Wait lists for human organ transplants could be entirely eliminated through patent-pending technologies developed by Prellis Biologics, a San Francisco-based human tissue engineering company that has invented a new way to create viable human organs using 3D printing.
Founded by two scientists with extensive experience in 3D tissue imaging and stem cell biology, the company is solving the greatest obstacle to producing functional human tissue in the lab – the ability to print microvasculature. Without the complex microvascular system needed to supply nutrients and oxygen to cells, an organ cannot survive.
True Ventures, a Silicon Valley-based venture capital firm specializing in early-stage technology startups, led the $1.8 million seed investment. Civilization Ventures and 415 Ventures also joined, along with angel investors. The round follows early support by IndieBio, an accelerator for biotech startups run by SOSV. Investment in the 10-month-old company totals $1.92 million.
“Our vision is to create a company that uses technology to print any type of human organ, providing people with a long-lasting solution to a given medical issue,” said Dr. Melanie Matheu, co-founder and chief executive officer of Prellis. “We believe our technology will jumpstart the practical use of lab-printed tissue for life-saving drug development, rapid development of human antibodies, and production of human organs for transplant.”
Current methods for printing human tissue have hit a roadblock: the challenge of creating tiny blood vessels known as microvasculature. Without microvasculature, cells starve for oxygen and nutrients and can’t remove wastes. This has limited scientists to printing tissue no thicker than a dollar bill. By building scaffolding that includes microvascular structures, Prellis is solving this problem. These thicker tissues are the building blocks of functional organs.
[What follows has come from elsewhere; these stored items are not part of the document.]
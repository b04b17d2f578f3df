use anchor_lang::prelude::*;

use crate::events::ReceiverInitialized;
use crate::state::{BaseState, MessagesStorage, MESSAGES_STORAGE_SEED, STATE_SEED};

#[derive(Accounts)]
pub struct Initialize<'info> {
    #[account(
        init,
        payer = authority,
        space = 8 + BaseState::INIT_SPACE,
        seeds = [STATE_SEED],
        bump,
    )]
    pub state: Account<'info, BaseState>,
    #[account(
        init,
        payer = authority,
        space = 8 + MessagesStorage::INIT_SPACE,
        seeds = [MESSAGES_STORAGE_SEED],
        bump,
    )]
    pub messages_storage: Account<'info, MessagesStorage>,
    #[account(mut)]
    pub authority: Signer<'info>,
    pub system_program: Program<'info, System>,
}

pub fn initialize(ctx: Context<Initialize>, router: Pubkey) -> Result<()> {
    let owner = ctx.accounts.authority.key();

    ctx.accounts.state.set_inner(BaseState { owner, router });
    ctx.accounts.messages_storage.set_inner(MessagesStorage {
        last_updated: Clock::get()?.unix_timestamp,
        ..Default::default()
    });

    emit!(ReceiverInitialized::new(owner, router));

    Ok(())
}
use anchor_lang::prelude::*;

use crate::events::{OwnershipTransferRequested, OwnershipTransferred};
use crate::instructions::{CcipRouterError, UpdateConfig};
use crate::state::{Config, CONFIG_SEED};

#[derive(Accounts)]
pub struct AcceptOwnership<'info> {
    #[account(
        mut,
        seeds = [CONFIG_SEED],
        bump,
        constraint = config.has_valid_version() @ CcipRouterError::InvalidVersion,
    )]
    pub config: Account<'info, Config>,
    pub authority: Signer<'info>,
}

pub fn transfer_ownership(ctx: Context<UpdateConfig>, proposed_owner: Pubkey) -> Result<()> {
    let config = &mut ctx.accounts.config;
    config.propose_owner(proposed_owner)?;

    emit!(OwnershipTransferRequested::new(config.owner, proposed_owner));

    Ok(())
}

pub fn accept_ownership(ctx: Context<AcceptOwnership>) -> Result<()> {
    let config = &mut ctx.accounts.config;
    let previous_owner = config.accept_ownership(ctx.accounts.authority.key())?;

    emit!(OwnershipTransferred::new(previous_owner, config.owner));

    Ok(())
}
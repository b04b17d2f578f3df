use anchor_lang::prelude::*;

use crate::instructions::CcipRouterError;

pub const CURSES_SEED: &[u8] = b"curses";

/// Subject that curses every lane at once.
pub const GLOBAL_CURSE_SUBJECT: CurseSubject = CurseSubject([
    0x01, 0x00, 0x00, 0x00, 0x00, 0x00, 0x00, 0x00, 0x00, 0x00, 0x00, 0x00, 0x00, 0x00, 0x00, 0x01,
]);

#[derive(AnchorSerialize, AnchorDeserialize, Clone, Copy, Debug, PartialEq, Eq)]
pub struct CurseSubject(pub [u8; 16]);

impl CurseSubject {
    pub fn from_chain_selector(chain_selector: u64) -> Self {
        let mut subject = [0u8; 16];
        subject[..8].copy_from_slice(&chain_selector.to_le_bytes());

        Self(subject)
    }
}

/// Curse list kept by the RMN remote program in its curses PDA.
#[derive(AnchorSerialize, AnchorDeserialize, Clone, Debug, Default, PartialEq, Eq)]
pub struct Curses {
    pub version: u8,
    pub cursed_subjects: Vec<CurseSubject>,
}

impl Curses {
    pub fn pda(rmn_remote: &Pubkey) -> (Pubkey, u8) {
        Pubkey::find_program_address(&[CURSES_SEED], rmn_remote)
    }

    /// Reads the list behind the RMN remote's 8-byte account discriminator. An
    /// account the RMN remote never created holds no curses.
    pub fn try_from_account_info(account: &AccountInfo, rmn_remote: &Pubkey) -> Result<Self> {
        if account.data_is_empty() || account.owner != rmn_remote {
            return Ok(Self::default());
        }

        let data = account.try_borrow_data()?;
        let mut payload = data
            .get(8..)
            .ok_or(CcipRouterError::InvalidRmnRemoteCurses)?;

        Self::deserialize(&mut payload).map_err(|_| CcipRouterError::InvalidRmnRemoteCurses.into())
    }

    pub fn is_cursed(&self, subject: &CurseSubject) -> bool {
        self.cursed_subjects.contains(subject)
    }

    pub fn verify_uncursed(&self, dest_chain_selector: u64) -> Result<()> {
        require!(
            !self.is_cursed(&GLOBAL_CURSE_SUBJECT)
                && !self.is_cursed(&CurseSubject::from_chain_selector(dest_chain_selector)),
            CcipRouterError::SubjectCursed
        );

        Ok(())
    }
}
use anchor_lang::prelude::*;

use crate::events::{ConfigAddress, ConfigAddressUpdated, DefaultCodeVersionSet};
use crate::instructions::CcipRouterError;
use crate::state::{CodeVersion, Config, CONFIG_SEED};

/// Owner-only access to the router config.
#[derive(Accounts)]
pub struct UpdateConfig<'info> {
    #[account(
        mut,
        seeds = [CONFIG_SEED],
        bump,
        constraint = config.has_valid_version() @ CcipRouterError::InvalidVersion,
    )]
    pub config: Account<'info, Config>,
    #[account(address = config.owner @ CcipRouterError::Unauthorized)]
    pub authority: Signer<'info>,
}

pub fn set_default_code_version(
    ctx: Context<UpdateConfig>,
    code_version: CodeVersion,
) -> Result<()> {
    let config = &mut ctx.accounts.config;
    let previous = config.default_code_version;
    config.set_default_code_version(code_version)?;

    emit!(DefaultCodeVersionSet::new(previous, code_version));

    Ok(())
}

pub fn update_config_address(
    ctx: Context<UpdateConfig>,
    field: ConfigAddress,
    address: Pubkey,
) -> Result<()> {
    let config = &mut ctx.accounts.config;
    let slot = match field {
        ConfigAddress::FeeQuoter => &mut config.fee_quoter,
        ConfigAddress::RmnRemote => &mut config.rmn_remote,
        ConfigAddress::LinkTokenMint => &mut config.link_token_mint,
        ConfigAddress::FeeAggregator => &mut config.fee_aggregator,
    };
    let previous = std::mem::replace(slot, address);

    emit!(ConfigAddressUpdated::new(field, previous, address));

    Ok(())
}
use anchor_lang::prelude::*;

use crate::{Bytes32, SVMTokenAmount};

/// Message delivered by an off-ramp to a receiver program on this chain.
#[derive(AnchorSerialize, AnchorDeserialize, Clone, Debug, PartialEq, Eq)]
pub struct Any2SVMMessage {
    pub message_id: Bytes32,
    pub source_chain_selector: u64,
    /// Sender address on the source chain, in that chain's encoding
    pub sender: Vec<u8>,
    pub data: Vec<u8>,
    pub token_amounts: Vec<SVMTokenAmount>,
}

impl Any2SVMMessage {
    pub fn has_data(&self) -> bool {
        !self.data.is_empty()
    }

    pub fn has_tokens(&self) -> bool {
        !self.token_amounts.is_empty()
    }
}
“Over 230 people die every day in the U.S. from liver and kidney disease,” said Dr. Noelle Mullin, co-founder and chief scientific officer of Prellis. “By coupling stem cell and immunology expertise with our 3D printing technology, we’ll be able to produce organs and tissues with the precise vascular infrastructure necessary to make them viable.”
Prellis’ technology will be brought to market in phases. The first lab-grown tissues will be used to produce antibodies for therapeutics and address issues associated with pharmaceutical development and testing. Currently, drug companies must test new drugs using animal models that do not accurately predict toxicity or efficacy in humans, and human clinical trials can be both time-consuming and harmful to patients. The first human tissue Prellis Biologics will print for clinical development are islets of langerhans, the functional unit of the pancreas that produces insulin. “Type 1 diabetics lose insulin-producing islets of langerhans at a young age. If we can replace these, we can offer diabetes patients a life free of daily insulin shots and glucose monitoring,” said Dr. Matheu.
“Producing viable lab-grown human tissue will revolutionize healthcare, and the Prellis team is at the forefront of that movement,” said Rohit Sharma, venture partner at True Ventures and Prellis board member. “Investing in Melanie and Noelle is an investment in the future of regenerative medicine. We’re proud to help them begin their quest.”
Because of the substantial unmet need for human tissue and organ replacement alternatives, as well as human tissue for drug discovery and toxicology testing, the global tissue engineering market was estimated at $23 billion in 2015 and is projected to reach $94 billion by 2024.